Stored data

-=-=-=-=-

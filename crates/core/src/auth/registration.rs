//! Sign-up input rules.

use thiserror::Error;

/// Maximum username length.
pub const MAX_USERNAME_LEN: usize = 150;

/// Minimum password length.
pub const MIN_PASSWORD_LEN: usize = 8;

/// Registration validation errors.
#[derive(Debug, Error, PartialEq, Eq)]
pub enum RegistrationError {
    /// Username is empty, too long, or has disallowed characters.
    #[error(
        "Enter a valid username. This value may contain only letters, numbers, and @/./+/-/_ characters."
    )]
    InvalidUsername,

    /// Email is not of the form `local@domain`.
    #[error("Enter a valid email address.")]
    InvalidEmail,

    /// Password is shorter than the minimum.
    #[error("This password is too short. It must contain at least {min} characters.")]
    WeakPassword {
        /// Minimum length.
        min: usize,
    },

    /// The two password fields differ.
    #[error("Password fields didn't match.")]
    PasswordMismatch,
}

/// Checks a username: 1 to 150 characters of letters, digits and `@.+-_`.
pub fn validate_username(username: &str) -> Result<(), RegistrationError> {
    let len = username.chars().count();
    let allowed = username
        .chars()
        .all(|c| c.is_alphanumeric() || matches!(c, '@' | '.' | '+' | '-' | '_'));

    if len == 0 || len > MAX_USERNAME_LEN || !allowed {
        return Err(RegistrationError::InvalidUsername);
    }
    Ok(())
}

/// Checks that an email has exactly one `@` with non-empty parts and a dotted domain.
pub fn validate_email(email: &str) -> Result<(), RegistrationError> {
    let mut parts = email.split('@');
    let (Some(local), Some(domain), None) = (parts.next(), parts.next(), parts.next()) else {
        return Err(RegistrationError::InvalidEmail);
    };

    let domain_ok = !domain.starts_with('.')
        && !domain.ends_with('.')
        && domain.contains('.')
        && !domain.contains(char::is_whitespace);

    if local.is_empty() || local.contains(char::is_whitespace) || !domain_ok {
        return Err(RegistrationError::InvalidEmail);
    }
    Ok(())
}

/// Validates a registration request in field order.
///
/// # Errors
///
/// Returns the first failing rule.
pub fn validate_registration(
    username: &str,
    email: &str,
    password: &str,
    password2: &str,
) -> Result<(), RegistrationError> {
    validate_username(username)?;
    validate_email(email)?;

    if password != password2 {
        return Err(RegistrationError::PasswordMismatch);
    }
    if password.chars().count() < MIN_PASSWORD_LEN {
        return Err(RegistrationError::WeakPassword {
            min: MIN_PASSWORD_LEN,
        });
    }
    Ok(())
}

#[cfg(test)]
mod tests {
    use super::*;
    use rstest::rstest;

    #[rstest]
    #[case("alice")]
    #[case("alice.smith+budget@home")]
    #[case("a_b-c")]
    fn test_valid_usernames(#[case] username: &str) {
        assert_eq!(validate_username(username), Ok(()));
    }

    #[rstest]
    #[case("")]
    #[case("has space")]
    #[case("semi;colon")]
    fn test_invalid_usernames(#[case] username: &str) {
        assert_eq!(
            validate_username(username),
            Err(RegistrationError::InvalidUsername)
        );
    }

    #[test]
    fn test_username_length_limit() {
        assert!(validate_username(&"u".repeat(150)).is_ok());
        assert!(validate_username(&"u".repeat(151)).is_err());
    }

    #[rstest]
    #[case("user@example.com", true)]
    #[case("first.last@mail.example.org", true)]
    #[case("userexample.com", false)]
    #[case("@example.com", false)]
    #[case("user@", false)]
    #[case("user@localhost", false)]
    #[case("a@b@c.com", false)]
    #[case("user@.com", false)]
    fn test_email(#[case] email: &str, #[case] ok: bool) {
        assert_eq!(validate_email(email).is_ok(), ok);
    }

    #[test]
    fn test_registration_ok() {
        assert_eq!(
            validate_registration("alice", "alice@example.com", "longenough", "longenough"),
            Ok(())
        );
    }

    #[test]
    fn test_registration_mismatch() {
        assert_eq!(
            validate_registration("alice", "alice@example.com", "longenough", "different1"),
            Err(RegistrationError::PasswordMismatch)
        );
    }

    #[test]
    fn test_registration_short_password() {
        assert_eq!(
            validate_registration("alice", "alice@example.com", "short", "short"),
            Err(RegistrationError::WeakPassword { min: 8 })
        );
    }
}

-=-=-=-=-

■ Aim of the task ■
Work out how many lines in the records hold the word "InvalidUsername", and answer with that number alone.

■ Output for this task ■
3